Turns out it might be bugs that can answer whether a tree falling in the forest makes a sound.

As much of Western Canada faces worsening drought, the region’s forests are drying out – and as the trees dehydrate, they make sounds that attract the kinds of insects that can then kill them off, says a scientist who has studied the phenomenon.

“Insects know that [the trees] are under stress. They can hear that popping,” said Sandy Smith, an entomologist at the University of Toronto.

“Especially those that are tuned into feeding on trees.”

The hot and dry conditions that have plagued British Columbia and parts of Alberta since May are improving insect survival while impeding the forest’s ability to defend itself, leading to what researchers say could be a perfect storm for widespread tree mortality and wildfires across the Rockies into Alberta’s boreal forest.

“The mountain pine beetle is just one of a whole suite of possible issues to hit our forests, and it already has happened,” said Allan Carroll, a forest scientist at the University of British Columbia.

Usually, trees protect themselves from insect attacks by producing chemicals that repel invasive species.

But during drought it’s more difficult for a tree to pull water through its roots from the soil, hindering its ability to generate the nutrients it needs to make and circulate those defence chemicals.

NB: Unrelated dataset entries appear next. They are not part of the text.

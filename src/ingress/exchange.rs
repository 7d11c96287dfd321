use std::mem;
use std::sync::atomic::{AtomicU64, Ordering};
use std::sync::Arc;

use parking_lot::Mutex;

use crate::primitives::comm::Communicator;
use crate::storage::IngressMetrics;
use crate::types::{GraphError, ProcId, Result, Tag};

/// Per-destination record buffers over one communicator lane.
///
/// [`BufferedExchange::send`] never blocks on the network: records accumulate
/// per destination and ship as one batch once `batch_size` is reached.
/// Records sent before [`BufferedExchange::flush`] are observable through
/// [`BufferedExchange::recv`] on their destination only after the flush is
/// followed by a barrier. Batches from different senders drain in no
/// particular order.
pub struct BufferedExchange<T, C> {
    comm: Arc<C>,
    tag: Tag,
    batch_size: usize,
    outgoing: Vec<Mutex<Vec<T>>>,
    shipped: AtomicU64,
    metrics: Arc<dyn IngressMetrics>,
}

impl<T, C> BufferedExchange<T, C>
where
    T: Send + 'static,
    C: Communicator,
{
    /// Creates an exchange on a freshly allocated lane.
    ///
    /// Must be called collectively, in the same order on every process.
    pub fn new(comm: Arc<C>, batch_size: usize, metrics: Arc<dyn IngressMetrics>) -> Result<Self> {
        if batch_size == 0 {
            return Err(GraphError::Invalid("exchange batch size must be positive"));
        }
        let tag = comm.allocate_tag();
        let outgoing = (0..comm.numprocs()).map(|_| Mutex::new(Vec::new())).collect();
        Ok(Self {
            comm,
            tag,
            batch_size,
            outgoing,
            shipped: AtomicU64::new(0),
            metrics,
        })
    }

    /// Buffers `record` for `dest`, shipping the buffer when it fills up.
    pub fn send(&self, dest: ProcId, record: T) -> Result<()> {
        let buffer = self
            .outgoing
            .get(dest)
            .ok_or(GraphError::Invalid("exchange destination out of range"))?;
        let full = {
            let mut buffer = buffer.lock();
            buffer.push(record);
            if buffer.len() >= self.batch_size {
                Some(mem::replace(&mut *buffer, Vec::with_capacity(self.batch_size)))
            } else {
                None
            }
        };
        match full {
            Some(batch) => self.ship(dest, batch),
            None => Ok(()),
        }
    }

    /// Ships every non-empty buffer.
    pub fn flush(&self) -> Result<()> {
        for (dest, buffer) in self.outgoing.iter().enumerate() {
            let batch = mem::take(&mut *buffer.lock());
            if !batch.is_empty() {
                self.ship(dest, batch)?;
            }
        }
        Ok(())
    }

    /// Pops one arrived batch together with its sender.
    pub fn recv(&self) -> Result<Option<(ProcId, Vec<T>)>> {
        self.comm.recv_batch(self.tag)
    }

    /// Drops unsent records and discards anything still queued for this process.
    pub fn clear(&self) -> Result<()> {
        for buffer in &self.outgoing {
            let mut buffer = buffer.lock();
            buffer.clear();
            buffer.shrink_to_fit();
        }
        while self.recv()?.is_some() {}
        Ok(())
    }

    /// Records currently buffered and not yet shipped.
    pub fn buffered(&self) -> usize {
        self.outgoing.iter().map(|buffer| buffer.lock().len()).sum()
    }

    /// Records shipped by this process so far.
    pub fn shipped(&self) -> u64 {
        self.shipped.load(Ordering::Relaxed)
    }

    fn ship(&self, dest: ProcId, batch: Vec<T>) -> Result<()> {
        let records = batch.len();
        self.comm.send_batch(dest, self.tag, batch)?;
        self.shipped.fetch_add(records as u64, Ordering::Relaxed);
        self.metrics.batch_shipped(records);
        Ok(())
    }
}
impl<V, E, C, G> DistributedIngress<V, E, C, G>
where
    V: Clone + Send + 'static,
    E: Send + 'static,
    C: Communicator,
    G: LocalGraph<V, E>,
{
    /// Runs the collective finalize protocol and returns this process's share
    /// of the graph.
    ///
    /// Every process must call `finalize` exactly once; it returns only after
    /// all of them agree on ownership, mirror sets, degrees and global counts.
    ///
    /// Any failure is fatal for the whole job: the failing process logs it,
    /// aborts the communicator so every peer fails at its next collective
    /// instead of hanging, and returns the error. There is no partial result.
    pub fn finalize(self) -> Result<DistributedGraph<V, E, G>> {
        let comm = Arc::clone(&self.comm);
        let endpoints = [self.gather_tag, self.scatter_tag];
        let outcome = self.run_finalize();
        if let Err(err) = &outcome {
            for tag in endpoints {
                comm.unregister_handler(tag);
            }
            if !err.is_abort() {
                error!(procid = comm.procid(), error = %err, "ingress.finalize.failed");
                comm.abort(&format!("rank {}: {err}", comm.procid()));
            }
        }
        outcome
    }

    fn run_finalize(mut self) -> Result<DistributedGraph<V, E, G>> {
        let started = Instant::now();
        let procid = self.comm.procid();
        let table: SharedTable<V> = Arc::new(RwLock::new(ChannelTable::new()));
        self.register_endpoints(&table);
        let mut stats = FinalizeStats::default();

        self.comm.full_barrier()?;
        if procid == 0 && self.options.config.log_progress {
            info!(numprocs = self.comm.numprocs(), "ingress.finalize.started");
        }

        let phase = Instant::now();
        self.drain_edges(&table)?;
        stats.drain_millis = self.phase_completed("drain", phase);

        let phase = Instant::now();
        self.ingest_vertex_data(&table)?;
        stats.vertex_data_millis = self.phase_completed("vertex_data", phase);

        let phase = Instant::now();
        self.announce_replicas(&table)?;
        self.gather_channels(&table)?;
        self.scatter_channels(&table)?;
        let records = self.populate_records(&table)?;
        stats.reconcile_millis = self.phase_completed("reconcile", phase);

        let phase = Instant::now();
        let global = self.exchange_global_info(&records)?;
        stats.stats_millis = self.phase_completed("stats", phase);

        let phase = Instant::now();
        self.comm.unregister_handler(self.gather_tag);
        self.comm.unregister_handler(self.scatter_tag);
        table.write().clear();
        drop(table);
        self.edge_exchange.clear()?;
        self.vertex_exchange.clear()?;
        self.comm.full_barrier()?;
        stats.teardown_millis = self.phase_completed("teardown", phase);

        let Self {
            comm,
            options,
            local_graph,
            vid2lvid,
            ..
        } = self;

        let graph = DistributedGraph::from_parts(
            procid,
            comm.numprocs(),
            local_graph,
            vid2lvid,
            records,
            global,
            stats,
        );
        if procid == 0 && options.config.log_progress {
            info!(
                nverts = graph.num_vertices(),
                nedges = graph.num_edges(),
                nreplicas = graph.num_replicas(),
                replication_factor = graph.replication_factor(),
                elapsed_ms = millis_since(started),
                "ingress.finalize.completed"
            );
        }
        Ok(graph)
    }

    /// Installs the owner-side gather and mirror-side scatter endpoints.
    fn register_endpoints(&self, table: &SharedTable<V>) {
        let procid = self.comm.procid();

        let gather_table = Arc::clone(table);
        let combine = self.combine.clone();
        let metrics = Arc::clone(&self.metrics);
        self.comm.register_handler(
            self.gather_tag,
            move |source: ProcId, (vid, channel): (Vid, VertexChannel<V>)| {
                gather_table
                    .read()
                    .gather(procid, source, vid, channel, combine.as_ref())?;
                metrics.channel_gathered();
                Ok(())
            },
        );

        let scatter_table = Arc::clone(table);
        let metrics = Arc::clone(&self.metrics);
        self.comm.register_handler(
            self.scatter_tag,
            move |source: ProcId, (vid, channel): (Vid, VertexChannel<V>)| {
                scatter_table.read().scatter(procid, source, vid, channel)?;
                metrics.channel_scattered();
                Ok(())
            },
        );
    }

    /// Phase 1: ship everything still buffered, then build the local graph
    /// from the edges routed here.
    fn drain_edges(&mut self, table: &SharedTable<V>) -> Result<()> {
        self.edge_exchange.flush()?;
        self.vertex_exchange.flush()?;
        self.comm.barrier()?;

        let mut batches = Vec::new();
        let mut incoming = 0;
        while let Some((_, batch)) = self.edge_exchange.recv()? {
            incoming += batch.len();
            batches.push(batch);
        }
        self.local_graph
            .reserve_edge_space(incoming + self.options.config.edge_space_hint);

        let procid = self.comm.procid();
        let mut table = table.write();
        for record in batches.into_iter().flatten() {
            let source = assign_lvid(&mut self.vid2lvid, record.source)?;
            let target = assign_lvid(&mut self.vid2lvid, record.target)?;
            self.local_graph.add_edge(source, target, record.data);
            for vid in [record.source, record.target] {
                table.register(vid, self.owner_of(vid)?, procid);
            }
        }
        drop(table);

        if self.vid2lvid.len() != self.local_graph.num_vertices() {
            return Err(GraphError::invariant(format!(
                "rank {procid}: {} vids mapped but the local graph holds {} vertices after draining edges",
                self.vid2lvid.len(),
                self.local_graph.num_vertices()
            )));
        }
        self.local_graph.finalize();
        debug!(
            procid,
            nverts = self.local_graph.num_vertices(),
            nedges = self.local_graph.num_edges(),
            "ingress.finalize.local_graph"
        );
        Ok(())
    }

    /// Phase 2: fold the vertex payloads routed to this owner into channels.
    fn ingest_vertex_data(&mut self, table: &SharedTable<V>) -> Result<()> {
        let procid = self.comm.procid();
        let mut table = table.write();
        let mut received = 0usize;
        while let Some((source, batch)) = self.vertex_exchange.recv()? {
            for record in batch {
                let owner = self.owner_of(record.vid)?;
                if owner != procid {
                    return Err(GraphError::invariant(format!(
                        "rank {source} routed the payload of vid {} to rank {procid}, but its owner is rank {owner}",
                        record.vid
                    )));
                }
                assign_lvid(&mut self.vid2lvid, record.vid)?;
                table.register(record.vid, owner, procid);
                if let Some(channel) = table.get_mut(record.vid) {
                    channel.set_data(record.data, self.combine.as_ref());
                }
                received += 1;
            }
        }
        debug!(procid, received, channels = table.len(), "ingress.finalize.vertex_data");
        Ok(())
    }

    /// Phase 3a/3b: tell each owner which of its vertices are replicated here,
    /// create owner-side entries for vertices never touched locally, then fix
    /// every channel's local degree before any gather can arrive.
    fn announce_replicas(&mut self, table: &SharedTable<V>) -> Result<()> {
        let procid = self.comm.procid();
        let numprocs = self.comm.numprocs();
        self.comm.barrier()?;

        let mut outgoing: Vec<Vec<Vid>> = vec![Vec::new(); numprocs];
        for (vid, entry) in table.read().iter() {
            let owner = entry.lock().owner;
            if owner != procid {
                let lane = outgoing.get_mut(owner).ok_or_else(|| {
                    GraphError::invariant(format!(
                        "rank {procid}: channel for vid {vid} names rank {owner} of {numprocs} as owner"
                    ))
                })?;
                lane.push(vid);
            }
        }
        let incoming = self.comm.all_to_all(outgoing)?;

        let mut table = table.write();
        let mut created = 0usize;
        for (source, vids) in incoming.into_iter().enumerate() {
            for vid in vids {
                let owner = self.owner_of(vid)?;
                if owner != procid {
                    return Err(GraphError::invariant(format!(
                        "rank {source} reported vid {vid} to rank {procid}, but its owner is rank {owner}"
                    )));
                }
                if table.register(vid, owner, procid) {
                    assign_lvid(&mut self.vid2lvid, vid)?;
                    created += 1;
                }
            }
        }

        for (vid, channel) in table.iter_mut() {
            let lvid = lookup_lvid(&self.vid2lvid, procid, vid)?;
            channel.num_in_edges = self.local_graph.num_in_edges(lvid);
            channel.num_out_edges = self.local_graph.num_out_edges(lvid);
        }
        drop(table);
        debug!(procid, created, "ingress.finalize.owners_created");

        self.comm.barrier()
    }

    /// Phase 3c: every mirror pushes its channel to the owner, which merges
    /// them under the per-vid lock.
    fn gather_channels(&self, table: &SharedTable<V>) -> Result<()> {
        let procid = self.comm.procid();
        let mut sent = 0usize;
        {
            let table = table.read();
            for (vid, entry) in table.iter() {
                let channel = entry.lock().clone();
                if channel.owner != procid {
                    self.comm.remote_call(channel.owner, self.gather_tag, (vid, channel))?;
                    sent += 1;
                }
            }
        }
        debug!(procid, sent, "ingress.finalize.gathered");
        self.comm.full_barrier()
    }

    /// Phase 3d: every owner overwrites each mirror's channel with its
    /// canonical state.
    fn scatter_channels(&self, table: &SharedTable<V>) -> Result<()> {
        let procid = self.comm.procid();
        let mut sent = 0usize;
        {
            let table = table.read();
            for (vid, entry) in table.iter() {
                let channel = entry.lock().clone();
                if channel.owner != procid {
                    continue;
                }
                for mirror in channel.mirrors.iter() {
                    self.comm
                        .remote_call(mirror, self.scatter_tag, (vid, channel.clone()))?;
                    sent += 1;
                }
            }
        }
        debug!(procid, sent, "ingress.finalize.scattered");
        self.comm.full_barrier()
    }

    /// Phase 3e: size the local structures to the vid map and turn every
    /// channel into a permanent record, committing pending payloads.
    fn populate_records(&mut self, table: &SharedTable<V>) -> Result<Vec<VertexRecord>> {
        let procid = self.comm.procid();
        let vsize = self.vid2lvid.len();
        let mut records = vec![VertexRecord::default(); vsize];
        if vsize > self.local_graph.num_vertices() {
            self.local_graph.reserve(vsize);
            self.local_graph.resize(vsize);
        }

        let mut table = table.write();
        if table.len() != vsize {
            return Err(GraphError::invariant(format!(
                "rank {procid}: {} channels for {vsize} mapped vids",
                table.len()
            )));
        }
        for (vid, channel) in table.iter_mut() {
            let lvid = lookup_lvid(&self.vid2lvid, procid, vid)?;
            let record = records.get_mut(lvid.index()).ok_or_else(|| {
                GraphError::invariant(format!(
                    "rank {procid}: lvid {lvid} of vid {vid} exceeds the record table ({vsize})"
                ))
            })?;
            *record = VertexRecord {
                gvid: vid,
                owner: channel.owner,
                mirrors: channel.mirrors.clone(),
                num_in_edges: channel.num_in_edges,
                num_out_edges: channel.num_out_edges,
            };
            if let Some(data) = channel.data.take() {
                self.local_graph.add_vertex(lvid, data);
            }
        }
        drop(table);

        self.comm.full_barrier()?;

        let nverts = self.local_graph.num_vertices();
        if self.vid2lvid.len() != nverts || records.len() != nverts {
            return Err(GraphError::invariant(format!(
                "rank {procid}: {} mapped vids and {} records for {nverts} local vertices",
                self.vid2lvid.len(),
                records.len()
            )));
        }
        Ok(records)
    }

    /// Phase 4: all-gather local counts and reduce them to global totals.
    fn exchange_global_info(&self, records: &[VertexRecord]) -> Result<GlobalStats> {
        let procid = self.comm.procid();
        let local_own_nverts = records.iter().filter(|r| r.owner == procid).count() as u64;

        let edge_counts = self.comm.all_gather(self.local_graph.num_edges() as u64)?;
        let nedges: u64 = edge_counts.iter().sum();
        let begin_eid: u64 = edge_counts.iter().take(procid).sum();

        let own_counts = self.comm.all_gather(local_own_nverts)?;
        let nverts: u64 = own_counts.iter().sum();

        let replica_counts = self.comm.all_gather(self.local_graph.num_vertices() as u64)?;
        let nreplicas: u64 = replica_counts.iter().sum();

        debug!(procid, local_own_nverts, begin_eid, "ingress.finalize.stats");
        Ok(GlobalStats {
            nverts,
            nedges,
            nreplicas,
            begin_eid,
            local_own_nverts,
        })
    }

    /// Owner of `vid` under the local partitioner, which must name a rank of
    /// this cluster.
    fn owner_of(&self, vid: Vid) -> Result<ProcId> {
        let numprocs = self.comm.numprocs();
        let owner = self.partitioner.vertex_owner(vid, numprocs);
        if owner >= numprocs {
            return Err(GraphError::invariant(format!(
                "rank {}: partitioner placed vid {vid} on rank {owner} of {numprocs}",
                self.comm.procid()
            )));
        }
        Ok(owner)
    }

    fn phase_completed(&self, phase: &'static str, started: Instant) -> u64 {
        let millis = millis_since(started);
        self.metrics.phase_completed(phase, millis);
        if self.comm.procid() == 0 && self.options.config.log_progress {
            info!(phase, elapsed_ms = millis, "ingress.finalize.phase");
        }
        debug!(
            procid = self.comm.procid(),
            phase,
            nverts = self.vid2lvid.len(),
            nedges = self.local_graph.num_edges(),
            elapsed_ms = millis,
            "ingress.finalize.phase_local"
        );
        millis
    }
}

And the risks are twofold: While the tree is weaker and more vulnerable during dryness, tree-eating insects develop faster in the heat.

“It very quickly escalates,” Prof. Smith said. “One tree can produce a million beetles in a drought year that in a regular year, maybe, that tree can only produce 1,000 beetles.”

Much of the province is considered dangerously dry and the proportion of the province facing drought conditions is increasing.

On the Sunshine Coast, the drought level is so high that residents have been barred from using hoses to water even vegetable patches and flower gardens – only greywater (water already used in the household such as in sinks and showers) may be used.

If drought conditions persist, the lasting impact on forests could mean even worse wildfire seasons in the future, Prof. Smith added. “You’ve got a whole bunch of dead trees sitting there – a huge bonfire just waiting to go for lightning to strike.”

And pest problems are expected to grow with climate change.

“This is all pointing in the same direction, which means losing your forests,” Prof. Smith said.

Drought-induced beetlemania is exactly how the mountain pine beetle came to destroy about 730 million cubic metres of the province’s pine forest.

“We had a couple of years of drought [that] impaired trees’ capacity to defend themselves over massive areas, which allowed the [mountain pine beetle] population to thrive and build up and spread,” Prof. Carroll said.

In 2014, the invasive beetle – which prefers to eat old, dying trees – wiped out a total of 18.8 million hectares of pine forest, according to the province. Much of the pine beetle-killed wood was harvested in salvage efforts and sent to market.

Although the mountain pine beetle population is fading in B.C. – largely because there’s no more pine for it to feast on – the insect lives on in the province’s Peace Region, and has expanded its range across the Rockies into Alberta, feeding on jack pine, which grows all the way across to the eastern seaboard.

“The problem has changed; it’s no less serious,” Prof. Carroll said.

Alberta and Saskatchewan have invested money and resources into efforts to slow the spread, he noted, such as harvesting older pine trees to minimize an excess of the beetle’s preferred food. “But those efforts are all conducted with the knowledge that it’s slowing the spread, not stopping the spread.”

In B.C., other voracious insects are already hitting forests. Prof. Carroll noted outbreaks of the mountain pine beetle’s close relative, the Douglas-fir beetle, as well as a species called the western spruce budworm – both of which have been causing defoliation, growth loss and mortality in Douglas-fir trees across the southern half of the province.

The spruce beetle is another bug, he said, that’s threatening to come down from the Yukon and Alaska – where it’s already caused mass tree deaths – and attack British Columbian spruce.

“The mountain pine beetle is just a canary in a coal mine in terms of suggestions and indications that more insects have the potential to become a big issue that weren’t big issues in the past,” Prof. Carroll said.